Abstract

Current CE-QUAL-W2 mainly simulates hydrodynamics and eutrophication processes in the water column. The benthic sediment processes and sediment–water interactions have been neglected or very much simplified using zero-order and first-order rates. In this study a benthic sediment diagenesis module was developed and integrated into CE-QUAL-W2. Enhanced CE-QUAL-W2 was capable of simulating the dynamic releases of ammonium, nitrate, phosphorus, dissolved silica and dissolved methane from the sediment to the overlying water, as well as benthic sediment oxygen demand. The oxidation of sulfides is included for salt water sediments. The ability of CE-QUAL-W2 model to correctly predict sediment–water nutrient fluxes and sediment oxygen demand was evaluated against SedFlux and CE-QUAL-ICM models through a series of case studies. These case studies were chosen for representing various sedimentation and environmental conditions.

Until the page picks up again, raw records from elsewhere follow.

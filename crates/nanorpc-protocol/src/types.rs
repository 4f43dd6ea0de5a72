//! Protobuf messages exchanged between a NanoRPC client and server.
//!
//! Declared with `prost` derives so no build-time code generation is needed.
//! Field tags match the `nanorpc.proto` schema shipped with the server
//! firmware.

use std::fmt;

/// Client → server frame.
#[derive(Clone, PartialEq, ::prost::Message)]
pub struct NanoRpcRequest {
    /// Correlation ID.  `0` only for fire-and-forget pings.
    #[prost(int32, tag = "1")]
    pub request_id: i32,
    #[prost(enumeration = "RequestType", tag = "2")]
    pub request_type: i32,
    #[prost(oneof = "PathOneof", tags = "3, 4")]
    pub path_oneof: Option<PathOneof>,
    /// Encoded request message; empty for pings and unsubscribes.
    #[prost(bytes = "vec", tag = "5")]
    pub data: Vec<u8>,
}

/// How a request addresses its endpoint.
#[derive(Clone, PartialEq, Eq, ::prost::Oneof)]
pub enum PathOneof {
    #[prost(uint32, tag = "3")]
    PathHash(u32),
    #[prost(string, tag = "4")]
    Path(String),
}

/// Server → client frame.
#[derive(Clone, PartialEq, ::prost::Message)]
pub struct NanoRpcResponse {
    /// Echo of the request ID.  `0` marks an unsolicited frame.
    #[prost(int32, tag = "1")]
    pub request_id: i32,
    #[prost(enumeration = "ResponseType", tag = "2")]
    pub response_type: i32,
    #[prost(enumeration = "Status", tag = "3")]
    pub response_status: i32,
    #[prost(string, tag = "4")]
    pub response_msg: String,
    #[prost(bytes = "vec", tag = "5")]
    pub data: Vec<u8>,
}

#[derive(Clone, Copy, Debug, PartialEq, Eq, Hash, PartialOrd, Ord, ::prost::Enumeration)]
#[repr(i32)]
pub enum RequestType {
    Unspecified = 0,
    Ping = 1,
    Request = 2,
    Subscribe = 3,
}

#[derive(Clone, Copy, Debug, PartialEq, Eq, Hash, PartialOrd, Ord, ::prost::Enumeration)]
#[repr(i32)]
pub enum ResponseType {
    Unspecified = 0,
    Pong = 1,
    Response = 2,
    Update = 3,
}

#[derive(Clone, Copy, Debug, PartialEq, Eq, Hash, PartialOrd, Ord, ::prost::Enumeration)]
#[repr(i32)]
pub enum Status {
    Unspecified = 0,
    Ok = 1,
    NotFound = 2,
    NotAuthorized = 3,
    InternalError = 4,
}

impl ResponseType {
    pub fn as_str(&self) -> &'static str {
        match self {
            ResponseType::Unspecified => "unspecified",
            ResponseType::Pong => "pong",
            ResponseType::Response => "response",
            ResponseType::Update => "update",
        }
    }
}

impl Status {
    pub fn as_str(&self) -> &'static str {
        match self {
            Status::Unspecified => "unspecified",
            Status::Ok => "ok",
            Status::NotFound => "not_found",
            Status::NotAuthorized => "not_authorized",
            Status::InternalError => "internal_error",
        }
    }
}

impl fmt::Display for Status {
    fn fmt(&self, f: &mut fmt::Formatter<'_>) -> fmt::Result {
        f.write_str(self.as_str())
    }
}

/// A response carried a non-OK status.
#[derive(thiserror::Error, Debug, Clone, PartialEq, Eq)]
#[error("{status}: {message}")]
pub struct ResponseError {
    pub status: Status,
    pub message: String,
}

// ── Constructors / accessors ─────────────────────────────────────────

impl NanoRpcRequest {
    pub fn ping(request_id: i32) -> Self {
        Self {
            request_id,
            request_type: RequestType::Ping as i32,
            path_oneof: None,
            data: Vec::new(),
        }
    }

    pub fn request(request_id: i32, path: PathOneof, data: Vec<u8>) -> Self {
        Self {
            request_id,
            request_type: RequestType::Request as i32,
            path_oneof: Some(path),
            data,
        }
    }

    pub fn subscribe(request_id: i32, path: PathOneof, data: Vec<u8>) -> Self {
        Self {
            request_id,
            request_type: RequestType::Subscribe as i32,
            path_oneof: Some(path),
            data,
        }
    }
}

impl PathOneof {
    /// The literal path, if this is the string form.
    pub fn path(&self) -> Option<&str> {
        match self {
            PathOneof::Path(p) => Some(p),
            PathOneof::PathHash(_) => None,
        }
    }

    /// The path hash, if this is the hashed form.
    pub fn hash(&self) -> Option<u32> {
        match self {
            PathOneof::PathHash(h) => Some(*h),
            PathOneof::Path(_) => None,
        }
    }
}

impl fmt::Display for PathOneof {
    fn fmt(&self, f: &mut fmt::Formatter<'_>) -> fmt::Result {
        match self {
            PathOneof::Path(p) => f.write_str(p),
            PathOneof::PathHash(h) => write!(f, "#{h:08x}"),
        }
    }
}

impl NanoRpcResponse {
    /// Build a response with `Status::Ok`.
    pub fn ok(request_id: i32, response_type: ResponseType, data: Vec<u8>) -> Self {
        Self {
            request_id,
            response_type: response_type as i32,
            response_status: Status::Ok as i32,
            response_msg: String::new(),
            data,
        }
    }

    /// Build a failed response.
    pub fn failed(request_id: i32, status: Status, message: impl Into<String>) -> Self {
        Self {
            request_id,
            response_type: ResponseType::Response as i32,
            response_status: status as i32,
            response_msg: message.into(),
            data: Vec::new(),
        }
    }

    /// `Ok(())` for `Status::Ok`, otherwise the status and message as an
    /// error.  Unknown status values are reported as `Unspecified`.
    pub fn error(&self) -> Result<(), ResponseError> {
        match self.response_status() {
            Status::Ok => Ok(()),
            status => Err(ResponseError {
                status,
                message: self.response_msg.clone(),
            }),
        }
    }
}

The simulated sediment–water nutrient fluxes and sediment oxygen demand over time were generally in good agreement with these two model results for all data sets. The effect of benthic sediment diffusive thickness, particle mixing coefficients on nutrient releases from sediments and sediment oxygen demand were examined. Enhanced CE-QUAL-W2 model was also applied to the Lower Minnesota River for further evaluating its performance. This paper presents the sediment diagenesis module development, validation tests and application of the enhanced CE-QUAL-W2 model.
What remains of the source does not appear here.